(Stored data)
impl MessageConsumer {
    pub(crate) fn open(
        session: &Arc<SessionShared>,
        settings: ConsumerSettings,
        handle: Arc<dyn SubscribeHandle>,
    ) -> Self {
        let label = format!("consumer-{}", settings.seq);
        let inner = Arc::new(ConsumerInner {
            label,
            session_id: session.id.clone(),
            session: Arc::downgrade(session),
            connection: Arc::clone(&session.connection),
            handle,
            closed: AtomicBool::new(false),
            mailbox: Mutex::new(Mailbox::default()),
            arrived: Condvar::new(),
            settings,
        });

        let weak = Arc::downgrade(&inner);
        let pump: SampleCallback = Arc::new(move |sample: Sample| {
            if let Some(inner) = weak.upgrade() {
                inner.on_sample(sample);
            }
        });
        inner.handle.on_message(Some(pump));

        let destination = inner.settings.destination.to_string();
        let subscription = inner.settings.subscription.as_ref().map(ToString::to_string);
        let mut context = LogContext::new()
            .with_session(&inner.session_id)
            .with_consumer(&inner.label)
            .with_destination(&destination);
        if let Some(subscription) = &subscription {
            context = context.with_subscription(subscription);
        }
        log_lifecycle_event(
            Some(&context),
            "consumer.open",
            "consumer attached",
            LifecycleOutcome::Success,
        );
        Self { inner }
    }

    pub(crate) fn seq(&self) -> ConsumerSeq {
        self.inner.settings.seq
    }

    /// Destination the consumer reads from.
    pub fn destination(&self) -> &Destination {
        &self.inner.settings.destination
    }

    /// Selector supplied at creation.
    pub fn message_selector(&self) -> Option<&str> {
        self.inner.settings.selector.as_deref()
    }

    /// Whether messages published through the same connection are suppressed.
    pub fn no_local(&self) -> bool {
        self.inner.settings.no_local
    }

    /// Durable subscription name, for durable consumers.
    pub fn subscription_name(&self) -> Option<&str> {
        self.inner
            .settings
            .subscription
            .as_ref()
            .map(|key| key.name.as_str())
    }

    /// Whether [`MessageConsumer::close`] ran.
    pub fn is_closed(&self) -> bool {
        self.inner.closed.load(Ordering::Acquire)
    }

    /// Block until a message arrives or the consumer is closed.
    ///
    /// Returns `Ok(None)` when another thread closes the consumer during the wait.
    pub fn receive(&self) -> Result<Option<Message>> {
        self.inner.receive(Wait::Forever)
    }

    /// Block for at most `timeout`. Returns `Ok(None)` on timeout or close.
    pub fn receive_timeout(&self, timeout: Duration) -> Result<Option<Message>> {
        self.inner.receive(Wait::Until(Instant::now() + timeout))
    }

    /// Return a message only if one is immediately available.
    pub fn receive_no_wait(&self) -> Result<Option<Message>> {
        self.inner.receive(Wait::Never)
    }

    /// Install or clear the asynchronous listener.
    ///
    /// Messages already waiting in the consumer are handed to a newly
    /// installed listener first, in arrival order.
    pub fn set_message_listener(&self, listener: Option<MessageListener>) -> Result<()> {
        self.inner.ensure_open()?;
        self.inner.mailbox.lock().listener = listener;
        self.inner.dispatch();
        Ok(())
    }

    /// Currently installed listener.
    pub fn message_listener(&self) -> Result<Option<MessageListener>> {
        self.inner.ensure_open()?;
        Ok(self.inner.mailbox.lock().listener.clone())
    }

    /// Hand recovered deliveries back to the application, ahead of newer ones.
    pub(crate) fn requeue(&self, samples: Vec<Sample>) {
        self.inner.push_front(samples);
        self.inner.dispatch();
    }

    /// Close the consumer. Safe to call from any thread, including while
    /// another thread is blocked in `receive`. Idempotent.
    pub fn close(&self) {
        let inner = &self.inner;
        if inner.closed.swap(true, Ordering::AcqRel) {
            return;
        }
        // Stop the pump first so nothing lands in the mailbox after it is drained.
        inner.handle.on_message(None);
        let unconsumed = {
            let mut mailbox = inner.mailbox.lock();
            mailbox.closed = true;
            mailbox.listener = None;
            std::mem::take(&mut mailbox.queue)
        };
        inner.arrived.notify_all();
        inner.handle.close_returning(unconsumed.into());

        if let Some(key) = &inner.settings.subscription {
            inner.connection.release_durable(&key.name);
        }
        if let Some(session) = inner.session.upgrade() {
            session.consumer_closed(inner.settings.seq);
        }

        let destination = inner.settings.destination.to_string();
        log_lifecycle_event(
            Some(
                &LogContext::new()
                    .with_session(&inner.session_id)
                    .with_consumer(&inner.label)
                    .with_destination(&destination),
            ),
            "consumer.close",
            "consumer closed",
            LifecycleOutcome::Success,
        );
    }
}

impl fmt::Debug for MessageConsumer {
    fn fmt(&self, f: &mut fmt::Formatter<'_>) -> fmt::Result {
        f.debug_struct("MessageConsumer")
            .field("session", &self.inner.session_id)
            .field("consumer", &self.inner.label)
            .field("destination", &self.inner.settings.destination)
            .field("durable", &self.subscription_name())
            .field("closed", &self.is_closed())
            .finish()
    }
}

impl ConsumerInner {
    fn ensure_open(&self) -> Result<()> {
        if self.closed.load(Ordering::Acquire) {
            return Err(BridgeError::ConsumerClosed);
        }
        Ok(())
    }

    fn on_sample(&self, sample: Sample) {
        {
            let mut mailbox = self.mailbox.lock();
            if mailbox.closed {
                return;
            }
            mailbox.queue.push_back(sample);
            self.arrived.notify_one();
        }
        self.dispatch();
    }

    fn push_front(&self, samples: Vec<Sample>) {
        let mut mailbox = self.mailbox.lock();
        if mailbox.closed {
            return;
        }
        for sample in samples.into_iter().rev() {
            mailbox.queue.push_front(sample);
        }
        self.arrived.notify_all();
    }

    /// Hand queued samples to the listener, one at a time, until the mailbox
    /// is empty, the listener is cleared, or a delivery has to be retried.
    ///
    /// Returns at once when no listener is set or another call is already
    /// dispatching; that call picks up whatever was queued.
    fn dispatch(&self) {
        {
            let mut mailbox = self.mailbox.lock();
            if mailbox.dispatching || mailbox.closed || mailbox.listener.is_none() {
                return;
            }
            mailbox.dispatching = true;
        }
        loop {
            let next = {
                let mut guard = self.mailbox.lock();
                let mailbox = &mut *guard;
                let next = match &mailbox.listener {
                    Some(listener) if !mailbox.closed => mailbox
                        .queue
                        .pop_front()
                        .map(|sample| (Arc::clone(listener), sample)),
                    _ => None,
                };
                if next.is_none() {
                    mailbox.dispatching = false;
                }
                next
            };
            let Some((listener, sample)) = next else {
                return;
            };
            if !self.dispatch_one(&listener, sample) {
                self.mailbox.lock().dispatching = false;
                return;
            }
        }
    }

    /// Returns `false` when the sample went back to the mailbox and
    /// dispatching should pause until the next arrival.
    fn dispatch_one(&self, listener: &MessageListener, sample: Sample) -> bool {
        match self.process(sample) {
            Ok(Some(message)) => {
                listener(message);
                true
            }
            Ok(None) => true,
            Err(err) => {
                let retry = matches!(err, BridgeError::Persistence(_));
                let destination = self.settings.destination.to_string();
                bridge_error!(
                    context = LogContext::new()
                        .with_session(&self.session_id)
                        .with_consumer(&self.label)
                        .with_destination(&destination),
                    "asynchronous delivery failed: {}",
                    err
                );
                self.connection.report(err);
                !(retry && self.settings.subscription.is_some())
            }
        }
    }

    fn receive(&self, wait: Wait) -> Result<Option<Message>> {
        self.ensure_open()?;
        if self.mailbox.lock().listener.is_some() {
            return Err(BridgeError::ListenerActive);
        }
        let started = Instant::now();
        loop {
            let Some(sample) = self.next_sample(&wait) else {
                return Ok(None);
            };
            // Filtered samples are not counted as received; keep waiting.
            if let Some(message) = self.process(sample)? {
                if let Some(metrics) = &self.connection.metrics {
                    metrics.observe_receive_wait(started.elapsed());
                }
                return Ok(Some(message));
            }
        }
    }

    fn next_sample(&self, wait: &Wait) -> Option<Sample> {
        let mut mailbox = self.mailbox.lock();
        loop {
            if mailbox.closed {
                return None;
            }
            if let Some(sample) = mailbox.queue.pop_front() {
                return Some(sample);
            }
            match wait {
                Wait::Never => return None,
                Wait::Forever => self.arrived.wait(&mut mailbox),
                Wait::Until(deadline) => {
                    if self.arrived.wait_until(&mut mailbox, *deadline).timed_out() {
                        if mailbox.closed {
                            return None;
                        }
                        return mailbox.queue.pop_front();
                    }
                }
            }
        }
    }

    /// Run one sample through expiry, no-local, duplicate, and selector
    /// filtering, then register it with the session.
    ///
    /// `Ok(None)` means the sample was filtered out. When a durable consumer
    /// cannot reach its subscription store the sample goes back to the front
    /// of the mailbox before the error is returned.
    fn process(&self, sample: Sample) -> Result<Option<Message>> {
        let retained = self.settings.subscription.as_ref().map(|_| sample.clone());
        match self.run_pipeline(sample) {
            Err(err @ BridgeError::Persistence(_)) => {
                if let Some(sample) = retained {
                    self.push_front(vec![sample]);
                }
                Err(err)
            }
            outcome => outcome,
        }
    }

    fn run_pipeline(&self, sample: Sample) -> Result<Option<Message>> {
        let context_destination = self.settings.destination.to_string();
        let context = LogContext::new()
            .with_session(&self.session_id)
            .with_consumer(&self.label)
            .with_destination(&context_destination);

        if sample.is_expired(Utc::now()) {
            bridge_debug!(context = context, "discarding expired message {}", sample.id);
            return Ok(None);
        }
        if self.settings.no_local && sample.origin == self.connection.id {
            return Ok(None);
        }
        if let Some(key) = &self.settings.subscription {
            let acknowledged = self
                .connection
                .store
                .is_acknowledged(key, &sample.id)
                .inspect_err(|_| {
                    if let Some(metrics) = &self.connection.metrics {
                        metrics.record_persistence_failure();
                    }
                })?;
            if acknowledged {
                if let Some(metrics) = &self.connection.metrics {
                    metrics.record_duplicate();
                }
                bridge_debug!(
                    context = context,
                    "suppressing already acknowledged message {}",
                    sample.id
                );
                return Ok(None);
            }
        }

        let mut message = Message::from_sample(&sample)?;
        if let Some(selector) = &self.settings.selector {
            let evaluator = self
                .connection
                .selector
                .as_ref()
                .ok_or(BridgeError::SelectorUnsupported)?;
            if !evaluator.matches(&message, selector)? {
                return Ok(None);
            }
        }

        let session = self.session.upgrade().ok_or(BridgeError::SessionClosed)?;
        SessionShared::deliver(
            &session,
            self.settings.seq,
            sample,
            self.settings.subscription.clone(),
            &mut message,
        )?;
        if let Some(metrics) = &self.connection.metrics {
            metrics.record_received(&context_destination);
        }
        Ok(Some(message))
    }
}
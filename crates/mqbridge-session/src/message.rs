//! ---
//! mqb_section: "04-session-core"
//! mqb_subsection: "module"
//! mqb_type: "source"
//! mqb_scope: "code"
//! mqb_description: "Session, consumer, and producer delivery core."
//! mqb_version: "v0.1.0"
//! mqb_owner: "tbd"
//! ---
//! Application-facing message type and its CBOR encoding on the transport.
use std::collections::BTreeMap;
use std::fmt;
use std::sync::Weak;

use bytes::Bytes;
use chrono::{DateTime, Utc};
use mqbridge_transport::{DeliveryMode, Destination, MessageId, Sample};
use serde::{Deserialize, Serialize};

use crate::session::SessionShared;
use crate::{BridgeError, Result};

/// Default priority used by producers and fresh messages.
pub const DEFAULT_PRIORITY: u8 = 4;

/// Message payload.
#[derive(Debug, Clone, Default, PartialEq, Serialize, Deserialize)]
pub enum MessageBody {
    /// No body.
    #[default]
    Empty,
    /// UTF-8 text.
    Text(String),
    /// Opaque bytes.
    Bytes(Vec<u8>),
}

/// Typed application property.
#[derive(Debug, Clone, PartialEq, Serialize, Deserialize)]
#[serde(tag = "type", content = "value", rename_all = "lowercase")]
pub enum PropertyValue {
    /// Boolean property.
    Bool(bool),
    /// 32-bit integer property.
    Int(i32),
    /// 64-bit integer property.
    Long(i64),
    /// Floating point property.
    Double(f64),
    /// String property.
    String(String),
}

impl From<bool> for PropertyValue {
    fn from(value: bool) -> Self {
        Self::Bool(value)
    }
}

impl From<i32> for PropertyValue {
    fn from(value: i32) -> Self {
        Self::Int(value)
    }
}

impl From<i64> for PropertyValue {
    fn from(value: i64) -> Self {
        Self::Long(value)
    }
}

impl From<f64> for PropertyValue {
    fn from(value: f64) -> Self {
        Self::Double(value)
    }
}

impl From<&str> for PropertyValue {
    fn from(value: &str) -> Self {
        Self::String(value.to_owned())
    }
}

impl From<String> for PropertyValue {
    fn from(value: String) -> Self {
        Self::String(value)
    }
}

// Wire form. Header fields travel as transport metadata instead.
#[derive(Serialize, Deserialize)]
struct Content<'a> {
    body: std::borrow::Cow<'a, MessageBody>,
    #[serde(default)]
    properties: std::borrow::Cow<'a, BTreeMap<String, PropertyValue>>,
}

/// A message sent through a producer or handed out by a consumer.
///
/// Header fields (`id`, `destination`, `timestamp`, ...) are only populated
/// on received messages.
#[derive(Clone, Default)]
pub struct Message {
    body: MessageBody,
    properties: BTreeMap<String, PropertyValue>,
    id: Option<MessageId>,
    destination: Option<Destination>,
    timestamp: Option<DateTime<Utc>>,
    delivery_mode: DeliveryMode,
    priority: u8,
    expiration: Option<DateTime<Utc>>,
    redelivered: bool,
    ack: Option<AckHandle>,
}

impl Message {
    /// Message with the given body.
    pub fn new(body: MessageBody) -> Self {
        Self {
            body,
            priority: DEFAULT_PRIORITY,
            ..Self::default()
        }
    }

    /// Text message.
    pub fn text(text: impl Into<String>) -> Self {
        Self::new(MessageBody::Text(text.into()))
    }

    /// Bytes message.
    pub fn bytes(bytes: impl Into<Vec<u8>>) -> Self {
        Self::new(MessageBody::Bytes(bytes.into()))
    }

    /// Builder-style property setter.
    pub fn with_property(mut self, name: impl Into<String>, value: impl Into<PropertyValue>) -> Self {
        self.set_property(name, value);
        self
    }

    /// Set or replace a property.
    pub fn set_property(&mut self, name: impl Into<String>, value: impl Into<PropertyValue>) {
        self.properties.insert(name.into(), value.into());
    }

    /// Look up a property.
    pub fn property(&self, name: &str) -> Option<&PropertyValue> {
        self.properties.get(name)
    }

    /// All properties, ordered by name.
    pub fn properties(&self) -> &BTreeMap<String, PropertyValue> {
        &self.properties
    }

    /// Message body.
    pub fn body(&self) -> &MessageBody {
        &self.body
    }

    /// Body text, if this is a text message.
    pub fn text_body(&self) -> Option<&str> {
        match &self.body {
            MessageBody::Text(text) => Some(text),
            _ => None,
        }
    }

    /// Transport-assigned identifier of a received message.
    pub fn id(&self) -> Option<&MessageId> {
        self.id.as_ref()
    }

    /// Destination a received message was published to.
    pub fn destination(&self) -> Option<&Destination> {
        self.destination.as_ref()
    }

    /// Time the transport accepted the message.
    pub fn timestamp(&self) -> Option<DateTime<Utc>> {
        self.timestamp
    }

    /// Delivery mode the message was sent with.
    pub fn delivery_mode(&self) -> DeliveryMode {
        self.delivery_mode
    }

    /// Priority the message was sent with.
    pub fn priority(&self) -> u8 {
        self.priority
    }

    /// Expiration time, `None` when the message never expires.
    pub fn expiration(&self) -> Option<DateTime<Utc>> {
        self.expiration
    }

    /// Whether the message was delivered before, to this or another consumer.
    pub fn redelivered(&self) -> bool {
        self.redelivered
    }

    /// Acknowledge the session this message was received through.
    ///
    /// In CLIENT mode every unacknowledged delivery of the session is
    /// acknowledged, not only this message. A no-op for messages that were
    /// not received and for AUTO and DUPS_OK sessions.
    pub fn acknowledge(&self) -> Result<()> {
        match &self.ack {
            Some(handle) => handle.acknowledge(),
            None => Ok(()),
        }
    }

    pub(crate) fn encode(&self) -> Result<Bytes> {
        let content = Content {
            body: std::borrow::Cow::Borrowed(&self.body),
            properties: std::borrow::Cow::Borrowed(&self.properties),
        };
        Ok(Bytes::from(serde_cbor::to_vec(&content)?))
    }

    pub(crate) fn from_sample(sample: &Sample) -> Result<Self> {
        let content: Content<'static> = serde_cbor::from_slice(&sample.payload)?;
        Ok(Self {
            body: content.body.into_owned(),
            properties: content.properties.into_owned(),
            id: Some(sample.id.clone()),
            destination: Some(sample.destination.clone()),
            timestamp: Some(sample.published_at),
            delivery_mode: sample.delivery_mode,
            priority: sample.priority,
            expiration: sample.expires_at,
            redelivered: sample.redelivered(),
            ack: None,
        })
    }

    pub(crate) fn attach(&mut self, handle: AckHandle) {
        self.ack = Some(handle);
    }
}

impl fmt::Debug for Message {
    fn fmt(&self, f: &mut fmt::Formatter<'_>) -> fmt::Result {
        f.debug_struct("Message")
            .field("id", &self.id)
            .field("destination", &self.destination)
            .field("body", &self.body)
            .field("properties", &self.properties)
            .field("delivery_mode", &self.delivery_mode)
            .field("priority", &self.priority)
            .field("redelivered", &self.redelivered)
            .finish_non_exhaustive()
    }
}

/// Link from a received message back to its session.
#[derive(Clone)]
pub(crate) struct AckHandle {
    session: Weak<SessionShared>,
}

impl AckHandle {
    pub(crate) fn new(session: Weak<SessionShared>) -> Self {
        Self { session }
    }

    fn acknowledge(&self) -> Result<()> {
        self.session
            .upgrade()
            .ok_or(BridgeError::SessionClosed)?
            .acknowledge()
    }
}

#[cfg(test)]
mod tests {
    use super::*;
    use mqbridge_transport::{ConnectionId, OutboundSample};

    fn sample_of(message: &Message) -> Sample {
        Sample::from_outbound(
            Destination::topic("prices"),
            OutboundSample {
                payload: message.encode().unwrap(),
                delivery_mode: DeliveryMode::NonPersistent,
                priority: 7,
                time_to_live: 60_000,
                origin: ConnectionId::generate(),
            },
        )
    }

    #[test]
    fn decoded_message_carries_transport_headers() {
        let sent = Message::text("tick")
            .with_property("symbol", "ACME")
            .with_property("level", 3)
            .with_property("final", true);
        let sample = sample_of(&sent);

        let received = Message::from_sample(&sample).unwrap();
        assert_eq!(received.text_body(), Some("tick"));
        assert_eq!(
            received.property("symbol"),
            Some(&PropertyValue::String("ACME".into()))
        );
        assert_eq!(received.property("level"), Some(&PropertyValue::Int(3)));
        assert_eq!(received.id(), Some(&sample.id));
        assert_eq!(received.destination(), Some(&Destination::topic("prices")));
        assert_eq!(received.delivery_mode(), DeliveryMode::NonPersistent);
        assert_eq!(received.priority(), 7);
        assert!(received.expiration().is_some());
        assert!(!received.redelivered());

        let again = Message::from_sample(&sample.redelivery()).unwrap();
        assert!(again.redelivered());
    }

    #[test]
    fn garbage_payload_is_a_format_error() {
        let mut sample = sample_of(&Message::bytes(vec![1, 2, 3]));
        sample.payload = Bytes::from_static(b"\xff\x00not cbor");
        assert!(matches!(
            Message::from_sample(&sample),
            Err(BridgeError::Format(_))
        ));
    }

    #[test]
    fn unreceived_message_acknowledge_is_noop() {
        let message = Message::text("draft");
        assert!(message.id().is_none());
        assert_eq!(message.priority(), DEFAULT_PRIORITY);
        message.acknowledge().unwrap();
    }

    #[test]
    fn orphaned_ack_handle_reports_closed_session() {
        let mut message = Message::text("late");
        message.attach(AckHandle::new(Weak::new()));
        assert!(matches!(
            message.acknowledge(),
            Err(BridgeError::SessionClosed)
        ));
    }
}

PROBLEM REQUIREMENTS: With "metrics" as the word to match, copy each line of the records that has it.

RESPONSE TO THIS EXERCISE:
                if let Some(metrics) = &self.connection.metrics {
                    metrics.observe_receive_wait(started.elapsed());
                    if let Some(metrics) = &self.connection.metrics {
                        metrics.record_persistence_failure();
                if let Some(metrics) = &self.connection.metrics {
                    metrics.record_duplicate();
        if let Some(metrics) = &self.connection.metrics {
            metrics.record_received(&context_destination);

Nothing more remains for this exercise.